> TASK TO CARRY OUT:
Scan the lines below for the string "usize" and report how many lines contain it, giving only the number.

──────── PROVIDED MATERIAL

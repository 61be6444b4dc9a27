//! Configuration types for backtest-lab

use chrono::NaiveDate;
use rust_decimal::Decimal;
use serde::{Deserialize, Serialize};
use std::path::PathBuf;

/// Root configuration structure
#[derive(Debug, Clone, Default, Deserialize, Serialize)]
pub struct Config {
    #[serde(default)]
    pub backtest: BacktestConfig,
    #[serde(default)]
    pub risk: RiskConfig,
    #[serde(default)]
    pub strategy: StrategyConfig,
    #[serde(default)]
    pub data: DataConfig,
    #[serde(default)]
    pub telemetry: TelemetryConfig,
}

/// Simulation settings
#[derive(Debug, Clone, Deserialize, Serialize)]
pub struct BacktestConfig {
    /// Symbol to trade
    #[serde(default = "default_symbol")]
    pub symbol: String,

    /// Starting cash
    #[serde(default = "default_initial_cash")]
    pub initial_cash: Decimal,

    /// Flat fee per fill
    #[serde(default)]
    pub commission: Decimal,

    /// Stop distance below entry as a fraction of price
    #[serde(default = "default_stop_loss_pct")]
    pub stop_loss_pct: Decimal,

    /// Annual risk-free rate for the Sharpe ratio
    #[serde(default = "default_risk_free_rate")]
    pub risk_free_rate: f64,

    /// Tail fraction for historical VaR
    #[serde(default = "default_var_confidence")]
    pub var_confidence: f64,

    /// How fills are paired for the win rate
    #[serde(default)]
    pub win_rate_method: WinRateMethod,
}

/// Win-rate trade pairing
#[derive(Debug, Clone, Copy, Deserialize, Serialize, PartialEq, Eq, Default)]
#[serde(rename_all = "lowercase")]
pub enum WinRateMethod {
    /// Sells matched FIFO against open buys of the same symbol
    #[default]
    Matched,
    /// Adjacent log entries paired two at a time
    Positional,
}

fn default_symbol() -> String {
    "AAPL".to_string()
}
fn default_initial_cash() -> Decimal {
    Decimal::new(100_000, 0)
}
fn default_stop_loss_pct() -> Decimal {
    Decimal::new(5, 2) // 0.05 = 5% below entry
}
fn default_risk_free_rate() -> f64 {
    crate::risk::DEFAULT_RISK_FREE_RATE
}
fn default_var_confidence() -> f64 {
    crate::risk::DEFAULT_VAR_CONFIDENCE
}

impl Default for BacktestConfig {
    fn default() -> Self {
        Self {
            symbol: default_symbol(),
            initial_cash: default_initial_cash(),
            commission: Decimal::ZERO,
            stop_loss_pct: default_stop_loss_pct(),
            risk_free_rate: default_risk_free_rate(),
            var_confidence: default_var_confidence(),
            win_rate_method: WinRateMethod::Matched,
        }
    }
}

/// Risk limits
#[derive(Debug, Clone, Deserialize, Serialize)]
pub struct RiskConfig {
    /// Max fraction of portfolio value in one position
    #[serde(default = "default_max_position_size")]
    pub max_position_size: Decimal,

    /// Max fraction of portfolio value risked per trade
    #[serde(default = "default_max_portfolio_risk")]
    pub max_portfolio_risk: Decimal,
}

fn default_max_position_size() -> Decimal {
    Decimal::new(10, 2) // 0.10 = 10%
}
fn default_max_portfolio_risk() -> Decimal {
    Decimal::new(2, 2) // 0.02 = 2%
}

impl Default for RiskConfig {
    fn default() -> Self {
        Self {
            max_position_size: default_max_position_size(),
            max_portfolio_risk: default_max_portfolio_risk(),
        }
    }
}

/// Strategy selection and parameters
#[derive(Debug, Clone, Deserialize, Serialize)]
pub struct StrategyConfig {
    #[serde(default)]
    pub kind: StrategyKind,

    /// Moving average: short window
    #[serde(default = "default_short_window")]
    pub short_window: usize,
    /// Moving average: long window
    #[serde(default = "default_long_window")]
    pub long_window: usize,

    /// Momentum: bars between compared closes
    #[serde(default = "default_lookback")]
    pub lookback: usize,
    /// Momentum: minimum fractional move
    #[serde(default = "default_threshold")]
    pub threshold: Decimal,

    /// RSI: averaging period
    #[serde(default = "default_rsi_period")]
    pub rsi_period: usize,
    /// RSI: buy below this reading
    #[serde(default = "default_oversold")]
    pub oversold: Decimal,
    /// RSI: sell above this reading
    #[serde(default = "default_overbought")]
    pub overbought: Decimal,
}

/// Strategy variant
#[derive(Debug, Clone, Copy, Deserialize, Serialize, PartialEq, Eq, Default)]
#[serde(rename_all = "snake_case")]
pub enum StrategyKind {
    #[default]
    MovingAverage,
    Momentum,
    Rsi,
}

fn default_short_window() -> usize {
    10
}
fn default_long_window() -> usize {
    30
}
fn default_lookback() -> usize {
    14
}
fn default_threshold() -> Decimal {
    Decimal::new(2, 2) // 0.02 = 2%
}
fn default_rsi_period() -> usize {
    14
}
fn default_oversold() -> Decimal {
    Decimal::new(30, 0)
}
fn default_overbought() -> Decimal {
    Decimal::new(70, 0)
}

impl Default for StrategyConfig {
    fn default() -> Self {
        Self {
            kind: StrategyKind::MovingAverage,
            short_window: 10,
            long_window: 30,
            lookback: 14,
            threshold: Decimal::new(2, 2),
            rsi_period: 14,
            oversold: Decimal::new(30, 0),
            overbought: Decimal::new(70, 0),
        }
    }
}

/// Price data source
#[derive(Debug, Clone, Deserialize, Serialize)]
pub struct DataConfig {
    /// CSV file to load; synthetic data when unset
    #[serde(default, skip_serializing_if = "Option::is_none")]
    pub csv_path: Option<PathBuf>,

    /// First date to include
    #[serde(default, skip_serializing_if = "Option::is_none")]
    pub start: Option<NaiveDate>,
    /// Last date to include
    #[serde(default, skip_serializing_if = "Option::is_none")]
    pub end: Option<NaiveDate>,

    /// Synthetic: RNG seed
    #[serde(default = "default_seed")]
    pub seed: u64,
    /// Synthetic: number of daily bars
    #[serde(default = "default_days")]
    pub days: usize,
    /// Synthetic: first close
    #[serde(default = "default_start_price")]
    pub start_price: f64,
    /// Synthetic: mean daily return
    #[serde(default = "default_drift")]
    pub drift: f64,
    /// Synthetic: daily return std dev
    #[serde(default = "default_volatility")]
    pub volatility: f64,
    /// Synthetic: date of the first bar
    #[serde(default = "default_start_date")]
    pub start_date: NaiveDate,
}

fn default_seed() -> u64 {
    42
}
fn default_days() -> usize {
    252
}
fn default_start_price() -> f64 {
    100.0
}
fn default_drift() -> f64 {
    0.0005
}
fn default_volatility() -> f64 {
    0.02
}
fn default_start_date() -> NaiveDate {
    NaiveDate::from_ymd_opt(2024, 1, 1).unwrap_or_default()
}

impl Default for DataConfig {
    fn default() -> Self {
        Self {
            csv_path: None,
            start: None,
            end: None,
            seed: default_seed(),
            days: default_days(),
            start_price: default_start_price(),
            drift: default_drift(),
            volatility: default_volatility(),
            start_date: default_start_date(),
        }
    }
}

/// Telemetry configuration
#[derive(Debug, Clone, Deserialize, Serialize)]
pub struct TelemetryConfig {
    #[serde(default = "default_log_level")]
    pub log_level: String,
    #[serde(default)]
    pub log_format: LogFormat,
}

/// Log output format
#[derive(Debug, Clone, Copy, Deserialize, Serialize, PartialEq, Eq, Default)]
#[serde(rename_all = "lowercase")]
pub enum LogFormat {
    /// Human-readable format
    #[default]
    Pretty,
    /// JSON format for log aggregation
    Json,
}

fn default_log_level() -> String {
    "info".to_string()
}

impl Default for TelemetryConfig {
    fn default() -> Self {
        Self {
            log_level: default_log_level(),
            log_format: LogFormat::Pretty,
        }
    }
}

impl Config {
    /// Load configuration from a TOML file
    pub fn load(path: impl AsRef<std::path::Path>) -> anyhow::Result<Self> {
        let content = std::fs::read_to_string(path)?;
        let config: Config = toml::from_str(&content)?;
        Ok(config)
    }
}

────────────────

> ANSWER BELOW:
10